Jiang Xueqin, une éducatrice basée à Pékin, a relancé le débat sur le marché des cryptomonnaies après avoir affirmé que Bitcoin pourrait avoir été créé par les agences de renseignement américaines.
Lors d'une récente interview et d'une intervention dans un podcast, Jiang a soulevé des questions sur les origines du Bitcoin, mettant en avant son créateur anonyme, sa distribution mondiale gratuite et son infrastructure sous-jacente. Il a avancé qu'un tel projet nécessiterait probablement un soutien institutionnel, citant des agences comme la CIA et la DARPA comme sources possibles.
Jiang Xueqin soulève des questions sur les origines du Bitcoin
Jiang Xueqin a articulé son argumentation autour de trois questions : qui était capable de créer Bitcoin? Qui en tire profit ? Et pourquoi son créateur est-il resté anonyme ? Il a affirmé que le niveau de développement technique de Bitcoin, suivi de sa mise à disposition gratuite, ne correspondait pas aux motivations individuelles habituelles. Selon Jiang, une analyse de la théorie des jeux suggère l’hypothèse d’une origine au sein de l’État profond, impliquant les services de renseignement américains.
L' interview @xueqinjiang
00:00 – Introduction
01:30 – Les États-Unis perdront la guerre contre l'Iran
35:20 – Le plan divin de Trump pour sauver l'Amérique
01:01:35 – Théorie des jeux et eschatologie
01:24:20 – Le consumérisme est une forme d'esclavage
02:08:30 – Guerre civile américaine en 2030
02:37:40 – Pax Judaica 2045
02:48:25 – Dieu IA en 2060
03:10:20 -… pic.twitter.com/VRKkCGBuh0— Jack Neel (@jackhneel) 15 avril 2026
Il a également suggéré que la technologie blockchain pourrait avoir émergé des mêmes environnements qui ont donné naissance à des systèmes tels qu'Internet et le GPS. Jiang a ajouté que de telles institutions pourraient tirer profit de la structure de la blockchain, la décrivant comme un système capable de soutenir à la fois la surveillance et les activités financières clandestines.
Jiang a également remis en question l'infrastructure physique sous-jacente Bitcoin , demandant où se situaient ses serveurs et ses bases de données.
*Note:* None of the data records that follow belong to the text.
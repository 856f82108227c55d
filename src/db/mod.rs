mod connection;
mod introspection;
mod pg_value;
mod postgres;
mod query;
mod sqlite;

pub use connection::*;
pub use introspection::*;
pub use postgres::PostgresDatabase;
pub use query::*;
pub use sqlite::SqliteDatabase;

use crate::error::DbError;
use async_trait::async_trait;
use serde::{Deserialize, Serialize};

#[derive(Debug, Clone, PartialEq, Eq, Serialize, Deserialize)]
pub struct ColumnDescriptor {
    pub name: String,
    pub data_type: String,
    pub max_length: Option<i32>,
    pub is_nullable: bool,
    pub is_primary_key: bool,
    pub is_identity: bool,
}

#[derive(Debug, Clone, PartialEq, Eq, Serialize, Deserialize)]
pub struct IndexDescriptor {
    pub name: String,
    pub table: String,
    /// Key columns in key-ordinal order.
    pub columns: Vec<String>,
    pub is_unique: bool,
    pub is_primary_key: bool,
}

#[derive(Debug, Clone, PartialEq, Eq, Serialize, Deserialize)]
pub struct ForeignKeyEdge {
    pub constraint_name: String,
    pub parent_table: String,
    pub parent_column: String,
    pub referenced_table: String,
    pub referenced_column: String,
}

/// Raw outcome of running one statement.
#[derive(Debug, Clone, PartialEq)]
pub enum StatementOutcome {
    Rows {
        columns: Vec<String>,
        rows: Vec<Vec<serde_json::Value>>,
    },
    Affected(u64),
}

/// The catalog and execution capability the core needs from a database.
///
/// Implementations run in autocommit mode, so a mutation is committed once
/// `execute` returns.
#[async_trait]
pub trait Database: Send + Sync {
    /// Dialect name used in the prompt (e.g. "PostgreSQL").
    fn dialect(&self) -> &str;

    /// Base tables only, in the catalog's own order.
    async fn list_tables(&self) -> Result<Vec<String>, DbError>;

    /// Columns of `table` in declared order.
    async fn list_columns(&self, table: &str) -> Result<Vec<ColumnDescriptor>, DbError>;

    /// Secondary indexes of `table`. Indexes that only back a primary key or
    /// unique constraint are not returned.
    async fn list_indexes(&self, table: &str) -> Result<Vec<IndexDescriptor>, DbError>;

    async fn list_foreign_keys(&self) -> Result<Vec<ForeignKeyEdge>, DbError>;

    /// SQL selecting at most `limit` rows of `table`.
    fn sample_query(&self, table: &str, limit: usize) -> String {
        format!("SELECT * FROM {} LIMIT {}", quote_ident(table), limit)
    }

    async fn execute(&self, sql: &str) -> Result<StatementOutcome, DbError>;
}

pub(crate) fn quote_ident(s: &str) -> String {
    format!("\"{}\"", s.replace('"', "\"\""))
}
use crate::ai::{build_prompt, render_reply, ModelClient};
use crate::config::AppConfig;
use crate::db::{self, build_schema, Database, QueryResult, SchemaDocument};
use crate::error::{IntrospectionError, ModelError, SessionError};
use crate::storage::{HistoryStore, QueryAttempt};
use std::path::PathBuf;
use tracing::{info, warn};

#[derive(Debug, Clone)]
pub struct SessionOptions {
    pub sample_limit: usize,
    /// Where schema artifacts are written; `None` keeps them in memory only.
    pub context_dir: Option<PathBuf>,
    pub prompt_include_samples: bool,
}

impl Default for SessionOptions {
    fn default() -> Self {
        Self {
            sample_limit: 10,
            context_dir: None,
            prompt_include_samples: false,
        }
    }
}

/// Everything produced by one question.
#[derive(Debug)]
pub struct Interaction {
    pub user_request: String,
    pub model: String,
    pub prompt: String,
    pub generated: Result<String, ModelError>,
    /// The generated SQL, or the rendered model error.
    pub sql_text: String,
    pub result: QueryResult,
    /// `None` when history is disabled or the log could not be written.
    pub recorded: Option<QueryAttempt>,
}

/// One connected database plus the state derived from it.
///
/// Created on connect, its schema is rebuilt by [`Session::refresh_schema`],
/// and it is torn down by [`Session::disconnect`]. Questions run one at a time.
pub struct Session {
    db: Box<dyn Database>,
    model: ModelClient,
    history: Option<HistoryStore>,
    options: SessionOptions,
    schema: Option<SchemaDocument>,
}

impl Session {
    pub fn new(
        db: Box<dyn Database>,
        model: ModelClient,
        history: Option<HistoryStore>,
        options: SessionOptions,
    ) -> Self {
        Self {
            db,
            model,
            history,
            options,
            schema: None,
        }
    }

    /// Opens the database connection described by `config`.
    pub async fn connect(config: &AppConfig) -> Result<Self, SessionError> {
        let db = db::connect(&config.connection).await?;
        let model = ModelClient::new(&config.model.api_url)?
            .with_fallback_models(config.model.available_models.clone());
        let history = config.history_dir.as_ref().map(HistoryStore::new);

        Ok(Self::new(
            db,
            model,
            history,
            SessionOptions {
                sample_limit: config.sample_limit,
                context_dir: Some(config.context_dir.clone()),
                prompt_include_samples: config.prompt_include_samples,
            },
        ))
    }

    pub fn database(&self) -> &dyn Database {
        self.db.as_ref()
    }

    pub fn model_client(&self) -> &ModelClient {
        &self.model
    }

    pub fn history(&self) -> Option<&HistoryStore> {
        self.history.as_ref()
    }

    /// The cached schema document, if one has been built.
    pub fn schema(&self) -> Option<&SchemaDocument> {
        self.schema.as_ref()
    }

    /// Drops the cached document and introspects the database again.
    pub async fn refresh_schema(&mut self) -> Result<&SchemaDocument, IntrospectionError> {
        self.schema = None;
        let doc = build_schema(
            self.db.as_ref(),
            self.options.sample_limit,
            self.options.context_dir.as_deref(),
        )
        .await?;
        info!(tables = doc.tables.len(), "Schema document ready");
        Ok(self.schema.insert(doc))
    }

    async fn ensure_schema(&mut self) -> Result<(), IntrospectionError> {
        if self.schema.is_none() {
            self.refresh_schema().await?;
        }
        Ok(())
    }

    /// Runs question → prompt → model → execute → record.
    ///
    /// Only a failed schema build is returned as an error; model and query
    /// failures are carried in the returned [`Interaction`].
    pub async fn ask(
        &mut self,
        user_request: &str,
        model: &str,
    ) -> Result<Interaction, IntrospectionError> {
        self.ensure_schema().await?;
        let context = match &self.schema {
            Some(doc) => doc.prompt_context(self.options.prompt_include_samples),
            None => String::new(),
        };
        let prompt = build_prompt(self.db.dialect(), user_request, &context);

        let generated = self.model.generate_sql(&prompt, model).await;
        let sql_text = render_reply(&generated);

        let result = match &generated {
            Ok(sql) if sql.trim().is_empty() => QueryResult::Error {
                message: "The model returned no SQL".to_string(),
            },
            Ok(sql) => db::execute_query(self.db.as_ref(), sql).await,
            Err(e) => {
                warn!(error = %e, "Model service call failed");
                QueryResult::Error {
                    message: e.to_string(),
                }
            }
        };

        let recorded = self.record(user_request, &sql_text, result.error_message());

        Ok(Interaction {
            user_request: user_request.to_string(),
            model: model.to_string(),
            prompt,
            generated,
            sql_text,
            result,
            recorded,
        })
    }

    fn record(&self, user_request: &str, sql: &str, error: Option<&str>) -> Option<QueryAttempt> {
        let history = self.history.as_ref()?;
        match history.append(user_request, sql, error) {
            Ok(attempt) => Some(attempt),
            Err(e) => {
                warn!(error = %e, path = %history.path().display(), "Could not record query history");
                None
            }
        }
    }

    pub fn disconnect(self) {
        info!(dialect = %self.db.dialect(), "Closing session");
    }
}
use anyhow::{Context, Result};
use clap::{Parser, Subcommand};
use sqlscribe::{commands, ConfigArgs, ModelClient, Session};
use std::path::PathBuf;
use tracing_subscriber::EnvFilter;

#[derive(Parser, Debug)]
#[command(version, about, long_about = None)]
struct Cli {
    #[command(flatten)]
    config: ConfigArgs,

    #[command(subcommand)]
    command: Command,
}

#[derive(Subcommand, Debug)]
enum Command {
    /// Introspect the database, write the context files and print the schema document
    Schema,
    /// Turn a question into SQL, run it and record the attempt
    Ask {
        question: String,
        /// Model to use instead of DEFAULT_MODEL
        #[arg(short, long)]
        model: Option<String>,
        /// Also write returned rows to this CSV file
        #[arg(long)]
        csv: Option<PathBuf>,
    },
    /// List the models offered by the model service
    Models,
    /// Summarize the recorded query history
    History {
        /// Number of recent attempts to show
        #[arg(short, long, default_value_t = 10)]
        recent: usize,
    },
}

#[tokio::main]
async fn main() -> Result<()> {
    dotenvy::dotenv().ok();
    tracing_subscriber::fmt()
        .with_env_filter(
            EnvFilter::try_from_default_env().unwrap_or_else(|_| EnvFilter::new("info")),
        )
        .with_writer(std::io::stderr)
        .init();

    let cli = Cli::parse();

    if let Command::History { recent } = &cli.command {
        let dir = cli
            .config
            .history_enabled
            .then_some(cli.config.history_dir.as_path());
        print!("{}", commands::history(dir, *recent)?);
        return Ok(());
    }

    if let Command::Models = cli.command {
        let model = cli.config.model_config();
        let client = ModelClient::new(&model.api_url)
            .context("Failed to build model client")?
            .with_fallback_models(model.available_models);
        println!("{}", commands::models(&client).await);
        return Ok(());
    }

    let config = cli.config.resolve().context("Invalid configuration")?;
    let mut session = Session::connect(&config)
        .await
        .context("Failed to start session")?;

    let output = match cli.command {
        Command::Schema => commands::schema(&mut session).await?,
        Command::Ask {
            question,
            model,
            csv,
        } => {
            let model = model.unwrap_or_else(|| config.model.default_model.clone());
            commands::ask(&mut session, &question, &model, csv.as_deref()).await?
        }
        Command::Models | Command::History { .. } => unreachable!("handled before connecting"),
    };
    println!("{output}");

    session.disconnect();
    Ok(())
}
Il a affirmé que le contrôle du matériel pouvait impliquer le contrôle du système, indépendamment de son caractère open source.
La communauté Bitcoin réagit aux affirmations de Jiang Xueqin
En réponse, les analystes ont souligné que Bitcoin ne repose pas sur des serveurs centralisés. Ils ont précisé que le réseau fonctionne plutôt grâce à environ 97 000 nœudsdentrépartis dans 164 pays. Ces nœuds s’entraident, éliminant ainsi tout point de contrôle ou de défaillance unique.
De plus, des critiques ont affirmé que Jiang accordait une importance excessive aux serveurs physiques, ce qui constitue une conception erronée des systèmes décentralisés. Ils ont souligné que la nature open source du Bitcoinet sa validation distribuée permettent à tout utilisateur de vérifier les transactions de manièredent.
La controverse entourant les affirmations de Jiang Xueqin fait suite à un autre débat concernant le créateur du Bitcoin . Un article du New York Times, déjà relayé par Cryptopolitan , suggérait qu'Adam Back, cofondateur de Blockstream, pourrait être Satoshi Nakamoto. L'étude mentionnait des similitudes dans l'écriture et l'utilisation précoce de la cryptographie parmi les éléments étayant cette hypothèse.
Dans une déclaration publique, Adam Back a nié les allégations, affirmant qu'il n'avait pas créé Bitcoin . Il a admis avoir entendu parler des travaux préliminaires sur la cryptographie et cash électronique tron mais a contesté les conclusions du rapport. De plus, il a soutenu que le secret entourant le créateur pouvait contribuer à maintenir la confiance, car la divulgation de l'implication des gouvernements pourrait dissuader toute participation.